▶ **Assignment**: For the data below, give the number of lines containing "state" and nothing more.

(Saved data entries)
•••••
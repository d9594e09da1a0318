// ===============================
// src/pnl.rs (derived metrics from fill records)
// ===============================
//
// Simplified fill-level accounting: flat maker-rebate / taker-fee rates per
// fill, ignoring realized vs. unrealized exposure. This approximation is the
// documented contract of the dashboard, not a placeholder for mark-to-market.

use crate::domain::{AggregateMetrics, Fill, Outcome, OutcomeVolumeSplit, PnlPoint};

pub const MAKER_REBATE_RATE: f64 = 0.001;
pub const TAKER_FEE_RATE: f64 = 0.0025;

/// P&L attributed to a single fill: rebate on maker notional, fee on taker.
pub fn fill_pnl(fill: &Fill) -> f64 {
    if fill.maker {
        fill.notional() * MAKER_REBATE_RATE
    } else {
        -(fill.notional() * TAKER_FEE_RATE)
    }
}

/// Cumulative P&L series, one point per fill, in fill order.
pub fn compute_pnl_series(fills: &[Fill]) -> Vec<PnlPoint> {
    let mut cumulative = 0.0;
    fills
        .iter()
        .map(|f| {
            cumulative += fill_pnl(f);
            PnlPoint { timestamp: f.timestamp, cumulative_pnl: cumulative }
        })
        .collect()
}

/// Volume and rebate totals over ALL fills (maker and taker alike), computed
/// from scratch on every call.
pub fn compute_aggregates(fills: &[Fill]) -> AggregateMetrics {
    let total_maker_volume: f64 = fills.iter().map(Fill::notional).sum();
    AggregateMetrics {
        total_maker_volume,
        total_rebate_estimate: total_maker_volume * MAKER_REBATE_RATE,
    }
}

/// Notional volume partitioned by outcome.
pub fn compute_outcome_volume_split(fills: &[Fill]) -> OutcomeVolumeSplit {
    let mut split = OutcomeVolumeSplit::default();
    for f in fills {
        match f.outcome {
            Outcome::Yes => split.yes += f.notional(),
            Outcome::No => split.no += f.notional(),
        }
    }
    split
}
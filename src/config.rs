// ===============================
// src/config.rs
// ===============================
use std::env;

use dotenvy::dotenv;

use crate::window::Window;

/// Runtime configuration, read once at startup.
///
/// ENV:
///   API_BASE_URL        base URL of the bot's stats API (default "")
///   SNAPSHOT_PATH       on-disk state snapshot fallback (default "../state.json")
///   REFRESH_INTERVAL_MS periodic resolution interval (default 5000)
///   FETCH_TIMEOUT_MS    per-attempt network bound (default 3000)
///   SYNTHETIC_FILLS     fill count for the synthetic tier (default 25)
///   WINDOW              1h | 24h | 7d (default 24h)
///   METRICS_PORT        Prometheus port (default 9898)
#[derive(Clone, Debug)]
pub struct Args {
    pub api_base_url: String,
    pub snapshot_path: String,
    pub refresh_interval_ms: u64,
    pub fetch_timeout_ms: u64,
    pub synthetic_fills: usize,
    pub window: Window,
    pub metrics_port: u16,
}

pub fn load() -> Args {
    // Make sure .env is read so local overrides apply
    let _ = dotenv();

    let api_base_url = env::var("API_BASE_URL").unwrap_or_default();
    let snapshot_path =
        env::var("SNAPSHOT_PATH").unwrap_or_else(|_| "../state.json".to_string());

    let refresh_interval_ms = env::var("REFRESH_INTERVAL_MS")
        .ok()
        .and_then(|s| s.parse().ok())
        .unwrap_or(5_000);
    let fetch_timeout_ms = env::var("FETCH_TIMEOUT_MS")
        .ok()
        .and_then(|s| s.parse().ok())
        .unwrap_or(3_000);
    let synthetic_fills = env::var("SYNTHETIC_FILLS")
        .ok()
        .and_then(|s| s.parse().ok())
        .unwrap_or(25);

    let window = env::var("WINDOW")
        .ok()
        .and_then(|s| Window::parse_one(&s))
        .unwrap_or(Window::H24);

    let metrics_port = env::var("METRICS_PORT")
        .ok()
        .and_then(|s| s.parse().ok())
        .unwrap_or(9898);

    Args {
        api_base_url,
        snapshot_path,
        refresh_interval_ms,
        fetch_timeout_ms,
        synthetic_fills,
        window,
        metrics_port,
    }
}
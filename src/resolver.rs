// ===============================
// src/resolver.rs (tiered data-source resolver)
// ===============================
//
// Strict sequential fallback: live stats endpoint -> on-disk state snapshot
// -> synthetic generator. `resolve()` is total; every failure is recovered
// locally by degrading one tier, and the terminal tier has no external
// dependency. The snapshot's `origin` tells the operator which tier won.

use std::path::PathBuf;
use std::time::Duration;

use chrono::{DateTime, Utc};
use thiserror::Error;
use tracing::{info, warn};

use crate::config::Args;
use crate::domain::{DashboardSnapshot, Origin, StatsPayload};
use crate::metrics::{RESOLVES, TIER_FAILURES};
use crate::synthetic;

/// Fallible data-source tiers, tried in declaration order.
#[derive(Debug, Clone, Copy, PartialEq, Eq)]
pub enum Tier {
    Live,
    SnapshotFile,
}

impl Tier {
    pub fn as_str(&self) -> &'static str {
        match self {
            Tier::Live => "live",
            Tier::SnapshotFile => "snapshot_file",
        }
    }
}

const TIER_ORDER: [Tier; 2] = [Tier::Live, Tier::SnapshotFile];

#[derive(Debug, Error)]
pub enum FetchError {
    #[error("network failure: {0}")]
    Network(#[from] reqwest::Error),
    #[error("unexpected status {0}")]
    Status(reqwest::StatusCode),
    #[error("parse failure: {0}")]
    Parse(#[from] serde_json::Error),
    #[error("snapshot unavailable: {0}")]
    Unavailable(#[from] std::io::Error),
}

pub struct Resolver {
    http: reqwest::Client,
    stats_url: String,
    snapshot_path: PathBuf,
    synthetic_fills: usize,
}

impl Resolver {
    pub fn new(cfg: &Args) -> Self {
        // The timeout bounds both tier-1 phases (connect + body); on expiry
        // the attempt counts as a network failure and the next tier runs.
        let http = reqwest::Client::builder()
            .timeout(Duration::from_millis(cfg.fetch_timeout_ms))
            .build()
            .expect("reqwest client");
        Self {
            http,
            stats_url: format!("{}/api/stats", cfg.api_base_url.trim_end_matches('/')),
            snapshot_path: PathBuf::from(&cfg.snapshot_path),
            synthetic_fills: cfg.synthetic_fills,
        }
    }

    /// Resolve one snapshot. Never fails; worst case is synthetic data.
    pub async fn resolve(&self) -> DashboardSnapshot {
        let resolved_at = Utc::now();

        for tier in TIER_ORDER {
            match self.attempt(tier, resolved_at).await {
                Ok(snap) => {
                    info!(tier = tier.as_str(), fills = snap.fills.len(), "resolved");
                    RESOLVES.with_label_values(&[snap.origin.as_str()]).inc();
                    return snap;
                }
                Err(e) => {
                    TIER_FAILURES.with_label_values(&[tier.as_str()]).inc();
                    warn!(tier = tier.as_str(), error = %e, "tier failed, degrading");
                }
            }
        }

        let snap = synthetic::generate(self.synthetic_fills, resolved_at);
        RESOLVES.with_label_values(&[snap.origin.as_str()]).inc();
        snap
    }

    async fn attempt(
        &self,
        tier: Tier,
        resolved_at: DateTime<Utc>,
    ) -> Result<DashboardSnapshot, FetchError> {
        match tier {
            Tier::Live => self.fetch_live(resolved_at).await,
            Tier::SnapshotFile => self.read_snapshot_file(resolved_at).await,
        }
    }

    async fn fetch_live(
        &self,
        resolved_at: DateTime<Utc>,
    ) -> Result<DashboardSnapshot, FetchError> {
        let rsp = self.http.get(self.stats_url.as_str()).send().await?;
        if !rsp.status().is_success() {
            return Err(FetchError::Status(rsp.status()));
        }
        let body = rsp.text().await?;
        let payload: StatsPayload = serde_json::from_str(&body)?;
        Ok(payload.into_snapshot(Origin::Live, resolved_at))
    }

    async fn read_snapshot_file(
        &self,
        resolved_at: DateTime<Utc>,
    ) -> Result<DashboardSnapshot, FetchError> {
        let raw = tokio::fs::read_to_string(&self.snapshot_path).await?;
        let payload: StatsPayload = serde_json::from_str(&raw)?;
        Ok(payload.into_snapshot(Origin::SnapshotFile, resolved_at))
    }
}

#[cfg(test)]
mod tests {
    use super::*;
    use crate::window::Window;
    use tokio::io::{AsyncReadExt, AsyncWriteExt};
    use tokio::net::TcpListener;

    fn test_args(api_base_url: &str, snapshot_path: &str) -> Args {
        Args {
            api_base_url: api_base_url.to_string(),
            snapshot_path: snapshot_path.to_string(),
            refresh_interval_ms: 5_000,
            fetch_timeout_ms: 1_000,
            synthetic_fills: 25,
            window: Window::H24,
            metrics_port: 0,
        }
    }

    const STATS_BODY: &str = r#"{
        "fills": [{
            "order_id": "f-1", "token_id": "tok-1", "outcome": "YES",
            "side": "BUY", "price": 0.42, "size": 12.0,
            "timestamp": "2025-06-01T10:00:00", "maker": true
        }],
        "positions": {
            "mkt-1": {
                "condition_id": "mkt-1",
                "yes_position": {"quantity": 10.0, "total_cost": 4.2},
                "no_position": {"quantity": 0.0, "total_cost": 0.0}
            }
        },
        "total_maker_volume": 5.04,
        "total_rebates_estimate": 0.00504,
        "last_updated": "2025-06-01T10:05:00"
    }"#;

    /// Serve exactly one canned HTTP response on a loopback port.
    async fn one_shot_http(status_line: &'static str, body: &'static str) -> String {
        let listener = TcpListener::bind("127.0.0.1:0").await.unwrap();
        let addr = listener.local_addr().unwrap();
        tokio::spawn(async move {
            if let Ok((mut sock, _)) = listener.accept().await {
                let mut buf = [0u8; 2048];
                let _ = sock.read(&mut buf).await;
                let rsp = format!(
                    "{status_line}\r\nContent-Type: application/json\r\nContent-Length: {}\r\nConnection: close\r\n\r\n{body}",
                    body.len()
                );
                let _ = sock.write_all(rsp.as_bytes()).await;
            }
        });
        format!("http://{addr}")
    }

    fn write_temp_snapshot(name: &str, body: &str) -> PathBuf {
        let path = std::env::temp_dir().join(format!("mm_dash_{}_{}.json", name, std::process::id()));
        std::fs::write(&path, body).unwrap();
        path
    }

    #[tokio::test]
    async fn live_success_wins_without_touching_later_tiers() {
        let base = one_shot_http("HTTP/1.1 200 OK", STATS_BODY).await;
        // Deliberately missing snapshot file: it must never be consulted
        let resolver = Resolver::new(&test_args(&base, "/definitely/not/here.json"));

        let snap = resolver.resolve().await;
        assert_eq!(snap.origin, Origin::Live);
        assert_eq!(snap.fills.len(), 1);
        assert_eq!(snap.fills[0].order_id, "f-1");
        assert_eq!(snap.positions.len(), 1);
    }

    #[tokio::test]
    async fn non_success_status_falls_back_to_snapshot_file() {
        let base = one_shot_http("HTTP/1.1 500 Internal Server Error", "{}").await;
        let path = write_temp_snapshot("status_fallback", STATS_BODY);
        let resolver = Resolver::new(&test_args(&base, path.to_str().unwrap()));

        let snap = resolver.resolve().await;
        assert_eq!(snap.origin, Origin::SnapshotFile);
        assert_eq!(snap.fills.len(), 1);
        assert!((snap.total_maker_volume - 5.04).abs() < 1e-12);
        let _ = std::fs::remove_file(path);
    }

    #[tokio::test]
    async fn unreachable_endpoint_falls_back_to_snapshot_file() {
        // Empty base => relative URL, fails before any network I/O
        let path = write_temp_snapshot("net_fallback", STATS_BODY);
        let resolver = Resolver::new(&test_args("", path.to_str().unwrap()));

        let snap = resolver.resolve().await;
        assert_eq!(snap.origin, Origin::SnapshotFile);
        assert_eq!(snap.fills[0].token_id, "tok-1");
        let _ = std::fs::remove_file(path);
    }

    #[tokio::test]
    async fn both_tiers_failing_terminates_at_synthetic() {
        let before = Utc::now();
        let resolver = Resolver::new(&test_args("", "/definitely/not/here.json"));

        let snap = resolver.resolve().await;
        assert_eq!(snap.origin, Origin::Synthetic);
        assert_eq!(snap.fills.len(), 25);
        // Spacing: strictly increasing, 5-minute steps, ending at call time
        for pair in snap.fills.windows(2) {
            assert_eq!(
                pair[1].timestamp - pair[0].timestamp,
                chrono::Duration::minutes(5)
            );
        }
        let last = snap.fills.last().unwrap().timestamp;
        assert!(last >= before && last <= Utc::now());
    }

    #[tokio::test]
    async fn corrupt_snapshot_file_counts_as_parse_failure() {
        let path = write_temp_snapshot("corrupt", "{ not json");
        let resolver = Resolver::new(&test_args("", path.to_str().unwrap()));

        let snap = resolver.resolve().await;
        assert_eq!(snap.origin, Origin::Synthetic);
        let _ = std::fs::remove_file(path);
    }

    #[tokio::test]
    async fn live_payload_with_missing_fields_defaults_empty() {
        let base = one_shot_http("HTTP/1.1 200 OK", "{}").await;
        let resolver = Resolver::new(&test_args(&base, "/nope.json"));

        let before = Utc::now();
        let snap = resolver.resolve().await;
        assert_eq!(snap.origin, Origin::Live);
        assert!(snap.fills.is_empty());
        assert!(snap.positions.is_empty());
        assert_eq!(snap.total_maker_volume, 0.0);
        assert!(snap.as_of >= before, "absent last_updated defaults to resolution time");
    }
}
// ===============================
// src/window.rs (trailing time-window filter)
// ===============================
use chrono::{DateTime, Duration, Utc};

use crate::domain::PnlPoint;

/// Trailing time range used to scope the P&L series.
#[derive(Debug, Clone, Copy, PartialEq, Eq)]
pub enum Window {
    H1,
    H24,
    D7,
}

impl Window {
    pub fn parse_one(s: &str) -> Option<Self> {
        match s.trim().to_ascii_lowercase().as_str() {
            "1h" => Some(Window::H1),
            "24h" | "1d" => Some(Window::H24),
            "7d" | "1w" => Some(Window::D7),
            _ => None,
        }
    }

    pub fn millis(&self) -> i64 {
        match self {
            Window::H1 => 3_600_000,
            Window::H24 => 86_400_000,
            Window::D7 => 604_800_000,
        }
    }

    pub fn duration(&self) -> Duration {
        Duration::milliseconds(self.millis())
    }

    pub fn as_str(&self) -> &'static str {
        match self {
            Window::H1 => "1h",
            Window::H24 => "24h",
            Window::D7 => "7d",
        }
    }
}

/// Keep points with `now - timestamp < window`. If nothing survives, return
/// the entire series unchanged: a dashboard with no recent activity should
/// still show its historical shape rather than a blank chart. `now` is an
/// explicit parameter so the function stays pure.
pub fn filter_window(series: &[PnlPoint], window: Window, now: DateTime<Utc>) -> Vec<PnlPoint> {
    let bound = window.duration();
    let recent: Vec<PnlPoint> = series
        .iter()
        .copied()
        .filter(|p| now - p.timestamp < bound)
        .collect();
    if recent.is_empty() {
        series.to_vec()
    } else {
        recent
    }
}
•••••
▶ **Solution to this problem**: 3